Supplied records below:

use std::path::PathBuf;

use anyhow::{Context, Result};
use clap::Args;
use wellsplit_core::pipeline::config::BatchConfig;

#[derive(Args)]
pub struct ConfigArgs {
    /// Write config to a file instead of stdout
    #[arg(short, long)]
    pub output: Option<PathBuf>,
}

/// Print or save a full default BatchConfig as TOML.
pub fn run(args: &ConfigArgs) -> Result<()> {
    let mut config = BatchConfig::new("frames", "tiles", "plate.csv");
    config.acquisition.fields_per_well = Some(4);
    let toml_str = toml::to_string_pretty(&config)?;

    if let Some(ref path) = args.output {
        std::fs::write(path, &toml_str)
            .with_context(|| format!("Failed to write config to {}", path.display()))?;
        println!("Default config saved to {}", path.display());
    } else {
        print!("{}", toml_str);
    }

    Ok(())
}
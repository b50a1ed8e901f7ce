use std::fmt;
use std::path::PathBuf;

use serde::{Deserialize, Serialize};

use crate::consts::{
    DEFAULT_CHANNEL_COUNT, DEFAULT_CHANNEL_SYMBOLS, DEFAULT_ENGINE_PROGRAM,
    DEFAULT_FILE_BIT_DEPTH, DEFAULT_OUTPUT_BIT_DEPTH,
};
use crate::plate::TableFormat;
use crate::profile::MicroscopeProfile;

#[derive(Clone, Debug, Serialize, Deserialize)]
pub struct BatchConfig {
    /// Directory holding the raw microscope frames.
    pub input_dir: PathBuf,
    /// Root under which one directory per genotype is created.
    pub output_dir: PathBuf,
    /// Delimited plate table with one genotype label per well.
    pub genotype_table: PathBuf,
    #[serde(default)]
    pub microscope: MicroscopeProfile,
    #[serde(default)]
    pub plate: PlateConfig,
    #[serde(default)]
    pub naming: NamingConfig,
    #[serde(default)]
    pub table: TableFormat,
    #[serde(default)]
    pub acquisition: AcquisitionConfig,
    #[serde(default)]
    pub contrast: ContrastConfig,
    #[serde(default)]
    pub execution: ExecutionConfig,
}

impl BatchConfig {
    pub fn new(
        input_dir: impl Into<PathBuf>,
        output_dir: impl Into<PathBuf>,
        genotype_table: impl Into<PathBuf>,
    ) -> Self {
        Self {
            input_dir: input_dir.into(),
            output_dir: output_dir.into(),
            genotype_table: genotype_table.into(),
            microscope: MicroscopeProfile::default(),
            plate: PlateConfig::default(),
            naming: NamingConfig::default(),
            table: TableFormat::default(),
            acquisition: AcquisitionConfig::default(),
            contrast: ContrastConfig::default(),
            execution: ExecutionConfig::default(),
        }
    }
}

#[derive(Clone, Debug, PartialEq, Serialize, Deserialize)]
pub struct PlateConfig {
    pub wells: u32,
}

impl Default for PlateConfig {
    fn default() -> Self {
        Self { wells: 384 }
    }
}

#[derive(Clone, Debug, PartialEq, Serialize, Deserialize)]
#[serde(default)]
pub struct NamingConfig {
    /// Text before the frame number in raw filenames.
    pub input_prefix: String,
    /// Text between the frame number and the channel number.
    pub channel_separator: String,
    pub input_extension: String,
    /// Zero-padded width of the frame number. Inferred when unset.
    pub digit_width: Option<usize>,
    /// Raw filename used to infer `digit_width`.
    pub sample_filename: Option<String>,
    pub group_prefix: String,
    pub group_suffix: String,
    pub output_extension: String,
    /// Output symbol per channel, index 0 is channel 1.
    pub channel_symbols: Vec<String>,
}

impl Default for NamingConfig {
    fn default() -> Self {
        Self {
            input_prefix: String::new(),
            channel_separator: "_".into(),
            input_extension: "tif".into(),
            digit_width: None,
            sample_filename: None,
            group_prefix: String::new(),
            group_suffix: String::new(),
            output_extension: "tif".into(),
            channel_symbols: DEFAULT_CHANNEL_SYMBOLS.iter().map(|s| s.to_string()).collect(),
        }
    }
}

#[derive(Clone, Debug, PartialEq, Serialize, Deserialize)]
#[serde(default)]
pub struct AcquisitionConfig {
    pub channels: u32,
    /// Fields imaged per well. Inferred from the input directory when unset.
    pub fields_per_well: Option<u32>,
}

impl Default for AcquisitionConfig {
    fn default() -> Self {
        Self {
            channels: DEFAULT_CHANNEL_COUNT,
            fields_per_well: None,
        }
    }
}

#[derive(Clone, Debug, PartialEq, Serialize, Deserialize)]
#[serde(default)]
pub struct ContrastConfig {
    /// One mode for all channels, or one per channel: `none`, `auto`, `norm`.
    pub modes: Vec<String>,
    /// Bits per pixel allocated by the raw file format.
    pub file_bit_depth: u8,
    pub output_bit_depth: u8,
}

impl Default for ContrastConfig {
    fn default() -> Self {
        Self {
            modes: vec!["none".into()],
            file_bit_depth: DEFAULT_FILE_BIT_DEPTH,
            output_bit_depth: DEFAULT_OUTPUT_BIT_DEPTH,
        }
    }
}

#[derive(Clone, Debug, PartialEq, Serialize, Deserialize)]
#[serde(default)]
pub struct ExecutionConfig {
    /// Concurrent engine invocations. Defaults to one per CPU.
    pub jobs: Option<usize>,
    /// Regenerate outputs that already exist.
    pub overwrite: bool,
    /// Do not log a warning for each missing input frame.
    pub quiet_missing: bool,
    pub engine_program: String,
}

impl Default for ExecutionConfig {
    fn default() -> Self {
        Self {
            jobs: None,
            overwrite: false,
            quiet_missing: false,
            engine_program: DEFAULT_ENGINE_PROGRAM.into(),
        }
    }
}

impl fmt::Display for ExecutionConfig {
    fn fmt(&self, f: &mut fmt::Formatter<'_>) -> fmt::Result {
        match self.jobs {
            Some(jobs) => write!(f, "{jobs} jobs")?,
            None => write!(f, "auto jobs")?,
        }
        if self.overwrite {
            write!(f, ", overwrite")?;
        }
        Ok(())
    }
}
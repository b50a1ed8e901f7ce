use std::fmt;
use std::str::FromStr;

use serde::{Deserialize, Serialize};

use crate::error::{Result, WellSplitError};

/// Per-channel contrast handling requested by the user.
#[derive(Clone, Copy, Debug, PartialEq, Eq, Serialize, Deserialize)]
#[serde(rename_all = "lowercase")]
pub enum ContrastMode {
    /// Keep raw intensities, rescaling sensor bits into the file's range.
    None,
    /// Stretch to the full output range.
    Auto,
    /// Normalize with clipping.
    Norm,
}

impl FromStr for ContrastMode {
    type Err = WellSplitError;

    fn from_str(s: &str) -> Result<Self> {
        match s.trim().to_ascii_lowercase().as_str() {
            "none" => Ok(Self::None),
            "auto" => Ok(Self::Auto),
            "norm" => Ok(Self::Norm),
            _ => Err(WellSplitError::InvalidContrastMode(s.to_string())),
        }
    }
}

impl fmt::Display for ContrastMode {
    fn fmt(&self, f: &mut fmt::Formatter<'_>) -> fmt::Result {
        match self {
            Self::None => write!(f, "none"),
            Self::Auto => write!(f, "auto"),
            Self::Norm => write!(f, "norm"),
        }
    }
}

/// Concrete intensity operation handed to the transform engine.
#[derive(Clone, Copy, Debug, PartialEq, Eq)]
pub enum TransformParams {
    Identity,
    /// Fixed-point rescale by a power of two.
    Multiply(u32),
    AutoLevel,
    Normalize,
}

impl TransformParams {
    pub fn multiply_factor(&self) -> Option<u32> {
        match self {
            Self::Multiply(factor) => Some(*factor),
            _ => None,
        }
    }
}

impl fmt::Display for TransformParams {
    fn fmt(&self, f: &mut fmt::Formatter<'_>) -> fmt::Result {
        match self {
            Self::Identity => write!(f, "Identity"),
            Self::Multiply(factor) => write!(f, "Multiply x{factor}"),
            Self::AutoLevel => write!(f, "Auto Level"),
            Self::Normalize => write!(f, "Normalize"),
        }
    }
}

pub fn resolve(mode: ContrastMode, sensor_bit_depth: u8, file_bit_depth: u8) -> TransformParams {
    match mode {
        ContrastMode::None if file_bit_depth > sensor_bit_depth => {
            let shift = u32::from(file_bit_depth - sensor_bit_depth);
            match 1u32.checked_shl(shift) {
                Some(factor) => TransformParams::Multiply(factor),
                None => TransformParams::Identity,
            }
        }
        ContrastMode::None => TransformParams::Identity,
        ContrastMode::Auto => TransformParams::AutoLevel,
        ContrastMode::Norm => TransformParams::Normalize,
    }
}

/// Resolve the configured mode list into one operation per channel.
///
/// A single mode applies to every channel; otherwise there must be exactly
/// one mode per channel.
pub fn resolve_channels(
    modes: &[String],
    channels: u32,
    sensor_bit_depth: u8,
    file_bit_depth: u8,
) -> Result<Vec<TransformParams>> {
    let parsed = modes
        .iter()
        .map(|m| m.parse::<ContrastMode>())
        .collect::<Result<Vec<_>>>()?;

    let per_channel = match parsed.len() {
        1 => vec![parsed[0]; channels as usize],
        n if n == channels as usize => parsed,
        given => {
            return Err(WellSplitError::ChannelContrastCountMismatch { given, channels });
        }
    };

    Ok(per_channel
        .into_iter()
        .map(|mode| resolve(mode, sensor_bit_depth, file_bit_depth))
        .collect())
}
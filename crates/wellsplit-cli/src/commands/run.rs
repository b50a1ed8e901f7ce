use std::sync::Arc;

use anyhow::{bail, Context, Result};
use clap::Args;
use tracing::warn;
use wellsplit_core::engine::MagickEngine;
use wellsplit_core::pipeline::{BatchContext, CancelToken, ConversionScheduler};

use super::batch::BatchArgs;
use crate::progress::BarReporter;
use crate::summary::{print_batch_result, print_batch_summary};

#[derive(Args)]
pub struct RunArgs {
    #[command(flatten)]
    pub batch: BatchArgs,

    /// Maximum concurrent conversions (default: one per CPU)
    #[arg(short, long)]
    pub jobs: Option<usize>,

    /// Regenerate tiles that already exist
    #[arg(long)]
    pub overwrite: bool,

    /// Do not warn about missing input frames
    #[arg(long)]
    pub quiet_missing: bool,

    /// Transform program to invoke (ImageMagick convert or compatible)
    #[arg(long)]
    pub engine: Option<String>,
}

pub fn run(args: &RunArgs) -> Result<()> {
    let mut config = args.batch.load_config()?;
    if args.jobs.is_some() {
        config.execution.jobs = args.jobs;
    }
    config.execution.overwrite |= args.overwrite;
    config.execution.quiet_missing |= args.quiet_missing;
    if let Some(ref engine) = args.engine {
        config.execution.engine_program = engine.clone();
    }

    let ctx = BatchContext::build(config)
        .context("Invalid batch configuration")?;

    let engine = MagickEngine::new(&ctx.config.execution.engine_program);
    if !engine.is_available() {
        bail!(
            "Transform program '{}' not found; install ImageMagick or pass --engine",
            ctx.config.execution.engine_program
        );
    }

    print_batch_summary(&ctx);

    let cancel = CancelToken::new();
    let handler_token = cancel.clone();
    ctrlc::set_handler(move || {
        if !handler_token.is_cancelled() {
            warn!("Interrupt received, finishing running conversions");
            handler_token.cancel();
        }
    })
    .context("Failed to install signal handler")?;

    let reporter = Arc::new(BarReporter::new()?);
    let summary = ConversionScheduler::new(&ctx, &engine)
        .with_cancel(cancel)
        .with_reporter(reporter.clone())
        .run()?;
    reporter.finish("Done");

    print_batch_result(&summary);

    if summary.was_cancelled() {
        bail!("Batch interrupted; rerun the same command to resume");
    }
    let failed = summary.failures().count();
    if failed > 0 {
        bail!("{failed} conversion(s) failed");
    }
    Ok(())
}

End of Supplied records.

▸ **What to do**: Within the material above, extract exactly the lines that start at the line containing "BatchConfig as TOML." and stop after the line containing "use crate::profile::MicroscopeProfile;", and only those.

▸ **Answer box**:
/// Print or save a full default BatchConfig as TOML.
pub fn run(args: &ConfigArgs) -> Result<()> {
    let mut config = BatchConfig::new("frames", "tiles", "plate.csv");
    config.acquisition.fields_per_well = Some(4);
    let toml_str = toml::to_string_pretty(&config)?;

    if let Some(ref path) = args.output {
        std::fs::write(path, &toml_str)
            .with_context(|| format!("Failed to write config to {}", path.display()))?;
        println!("Default config saved to {}", path.display());
    } else {
        print!("{}", toml_str);
    }

    Ok(())
}
repository b50a1ed8e901f7ce
use std::fmt;
use std::path::PathBuf;

use serde::{Deserialize, Serialize};

use crate::consts::{
    DEFAULT_CHANNEL_COUNT, DEFAULT_CHANNEL_SYMBOLS, DEFAULT_ENGINE_PROGRAM,
    DEFAULT_FILE_BIT_DEPTH, DEFAULT_OUTPUT_BIT_DEPTH,
};
use crate::plate::TableFormat;
use crate::profile::MicroscopeProfile;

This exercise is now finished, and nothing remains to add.